Hi guys, I'm stressing out about my essay so I wrote another common app essay. Please help me correct and edit this. and be blunt! THanks! Please tell me if it reflects who I am enough
Dancing Clams
I stared down at my bowl of translucent, flavorless clam soup. "This was alive before?" My mom, after glancing at my wide eyes, hesitated, but nodded. Moments earlier, I had poked at the soup, making ripples in the liquid but uninterested in tasting it, until I noticed features on the soft, fleshy texture inside the clam. There were two small circles looked like eyes, pointing upward. At the young of five, I had already begun to have a constant flow of questions .Why did our food look like it had eyes? I asked my mom if it breathed. I thought that only humans like me were able to breathe and have feelings. I almost felt as if I was the clam...being shoved into someone's soup
"Well...it was probably alive before, but not anymore," she said. "We eat things that have feelings?!" I pointed at a dish with a chunky stew. "Is that alive too?" My mom tried to tell me that beef was meant to be eaten, but it was too late. Images of clams dancing around each other with wide smiles filled my mind. A baby clam with a mommy clam laughing with each other. Was this clam in my soup separated from its mother? The pictures in my mind made me pity the clam achingly, because I couldn't bear to be taken away from my mom. I refused to eat the rest of my dinner; I sat silently, glaring at the other customers in the restaurant; did they know what they were eating?
As time went on, the sensitivity and attention to detail I had as a little girl continued to be part of me. I could imagine and identify with another's emotions so deeply that my parents could not take me near an animal shelter because I would simply burst into tears. By the time I was in fifth grade, I had convinced my parents to allow me to try vegetarianism. These ideas eventually led me to develop empathy for not only animals, but the world surrounding me. Whatever situation I come into, I always examine it from everyone's perspective and choose an action that benefit positively.

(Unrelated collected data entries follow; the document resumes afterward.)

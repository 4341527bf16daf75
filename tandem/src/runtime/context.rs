use crate::runtime::background::worker::Worker;

use std::cell::RefCell;
use std::sync::Arc;

thread_local! {
    /// The background worker running on the current thread, if any.
    ///
    /// Set for the lifetime of a pool thread. It lets submissions made from
    /// inside a job reach the worker's local queue, and lets a worker that
    /// blocks on a task keep the pool busy, without passing the worker
    /// through every API.
    static CURRENT_WORKER: RefCell<Option<Arc<Worker>>> = const { RefCell::new(None) };
}

/// Installs `worker` as the current thread's worker for the duration of `f`.
///
/// The previous context is restored once the closure returns.
pub(crate) fn enter_worker<R>(worker: Arc<Worker>, f: impl FnOnce() -> R) -> R {
    let previous = CURRENT_WORKER.with(|cell| cell.replace(Some(worker)));

    let out = f();

    CURRENT_WORKER.with(|cell| cell.replace(previous));

    out
}

/// Returns the worker running on the current thread.
pub(crate) fn current_worker() -> Option<Arc<Worker>> {
    CURRENT_WORKER.with(|cell| cell.borrow().clone())
}

pub(crate) fn is_worker() -> bool {
    CURRENT_WORKER.with(|cell| cell.borrow().is_some())
}

/// Runs the newest job in the current worker's own local queue.
///
/// Only jobs spawned from this worker are taken; the global injector and
/// the peers' queues are left alone. Once the pool is aborted the job is
/// dropped, which cancels it, instead of run.
///
/// Returns `false` if the current thread is not a worker or its local
/// queue is empty.
pub(crate) fn help() -> bool {
    let Some(worker) = current_worker() else {
        return false;
    };

    let Some(job) = worker.local().pop() else {
        return false;
    };

    if !worker.injector().is_aborted() {
        job.run();
    }

    true
}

One early winter morning in seventh grade, a lone girl wearing an unsightly bright orange pantsuit entered the room and sat down. Whispers arose from the room as we wondered who she was and why she was here. When the teacher asked her to introduce herself, she slowly stood up beside her desk and whispered in a light tilt, "My name is Talitha; I just arrived from India last week." She stood up from her seat every time the teacher addressed her. A boy behind her deliberately moved his desk farther away from her and even though she tried to ignore it, I knew she was hurt. I knew what it was like to be in an unfriendly and new environment after changing to international school for a few years because of my dad's business. During recess, a few girls cruelly imitated her accent and asked her where she got her orange jacket because they thought it was just "so cute." I felt my stomach churn at their spitefulness and refusals to neither accept nor tolerate her. When the teacher asked someone to take her to her bus at the end of the day, I immediately volunteered. On our way out, I asked her about her interests and hobbies and shared some information about the activities at our school. Although she was reluctant to talk at first, she eventually opened up to me after a few days and because I kept trying to include her in my own friend group, we eventually became close friends.

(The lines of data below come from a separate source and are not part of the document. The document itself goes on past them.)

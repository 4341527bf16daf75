//! Delayed one-shot scheduling.
//!
//! A dedicated timer thread keeps a min-heap of entries and hands each
//! entry's action to a runner once its deadline passes. Nothing here knows
//! about simulation pause state: entries fire while the rest of the
//! application is paused.

pub(crate) mod core;
pub(crate) mod entry;
pub(crate) mod scheduled;

pub(crate) use self::core::{Command, Timer, TimerHandle};

pub use scheduled::ScheduledHandle;
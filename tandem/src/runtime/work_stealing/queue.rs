use crate::runtime::task::Job;

use parking_lot::Mutex;
use std::collections::VecDeque;

/// A per-worker local job queue.
///
/// `LocalQueue` stores jobs submitted from inside a worker thread.
/// The owning worker pushes and pops at the back of the queue (LIFO),
/// which keeps freshly spawned nested work hot in cache.
///
/// Other workers may steal jobs from the front of the queue (FIFO),
/// enabling work-stealing and load balancing across the pool.
pub(crate) struct LocalQueue {
    /// Inner deque protected by a mutex.
    inner: Mutex<VecDeque<Job>>,
}

impl LocalQueue {
    /// Creates an empty local job queue.
    pub(crate) fn new() -> Self {
        Self {
            inner: Mutex::new(VecDeque::new()),
        }
    }

    /// Pushes a job onto the back of the local queue.
    pub(crate) fn push(&self, job: Job) {
        self.inner.lock().push_back(job);
    }

    /// Pops a job from the back of the local queue.
    pub(crate) fn pop(&self) -> Option<Job> {
        self.inner.lock().pop_back()
    }

    /// Steals a job from the front of the local queue.
    ///
    /// Intended to be used by other worker threads.
    pub(crate) fn steal(&self) -> Option<Job> {
        self.inner.lock().pop_front()
    }

    /// Removes every queued job.
    pub(crate) fn drain(&self) -> Vec<Job> {
        self.inner.lock().drain(..).collect()
    }
}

Carrying this empathy to my future, I can only help society by my consistent desire to form bonds of validation with what others are experiencing. This strong emotion inspires me to take action and ultimately, make changes, big and small, to better the future for us and those after us.
Dancing Clams
I stared down at my bowl of translucent, flavorless clam soup. "This was alive before?" My mom, after glancing at my wide eyes, hesitated, but nodded. Moments earlier, I had poked at the soup, making ripples in the liquid but uninterested in tasting it, until I noticed features on the soft, fleshy texture inside the clam. There were two small circles looked like eyes, pointing upward. At the young of five, I had already begun to have a constant flow of questions .Why did our food look like it had eyes? I asked my mom if it breathed. I thought that only humans like me were able to breathe and have feelings. I almost felt as if I was the clam...being shoved into someone's soup
"Well...it was probably alive before, but not anymore," she said. "We eat things that have feelings?!" I pointed at a dish with a chunky stew. "Is that alive too?" My mom tried to tell me that beef was meant to be eaten, but it was too late. Images of clams dancing around each other with wide smiles filled my mind. A baby clam with a mommy clam laughing with each other. Was this clam in my soup separated from its mother? The pictures in my mind made me pity the clam achingly, because I couldn't bear to be taken away from my mom. I refused to eat the rest of my dinner; I sat silently, glaring at the other customers in the restaurant; did they know what they were eating?
As time went on, the sensitivity and attention to detail I had as a little girl continued to be part of me. I could imagine and identify with another's emotions so deeply that my parents could not take me near an animal shelter because I would simply burst into tears. By the time I was in fifth grade, I had convinced my parents to allow me to try vegetarianism. These ideas eventually led me to develop empathy for not only animals, but the world surrounding me. Whatever situation I come into, I always examine it from everyone's perspective and choose an action that benefit positively.
One early winter morning in seventh grade, a lone girl wearing an unsightly bright orange pantsuit entered the room and sat down. Whispers arose from the room as we wondered who she was and why she was here. When the teacher asked her to introduce herself, she slowly stood up beside her desk and whispered in a light tilt, "My name is Talitha; I just arrived from India last week." She stood up from her seat every time the teacher addressed her. A boy behind her deliberately moved his desk farther away from her and even though she tried to ignore it, I knew she was hurt. I knew what it was like to be in an unfriendly and new environment after changing to international school for a few years because of my dad's business. During recess, a few girls cruelly imitated her accent and asked her where she got her orange jacket because they thought it was just "so cute." I felt my stomach churn at their spitefulness and refusals to neither accept nor tolerate her. When the teacher asked someone to take her to her bus at the end of the day, I immediately volunteered. On our way out, I asked her about her interests and hobbies and shared some information about the activities at our school. Although she was reluctant to talk at first, she eventually opened up to me after a few days and because I kept trying to include her in my own friend group, we eventually became close friends.
Carrying this empathy to my future, I can only help society by my consistent desire to form bonds of validation with what others are experiencing. This strong emotion inspires me to take action and ultimately, make changes, big and small, to better the future for us and those after us.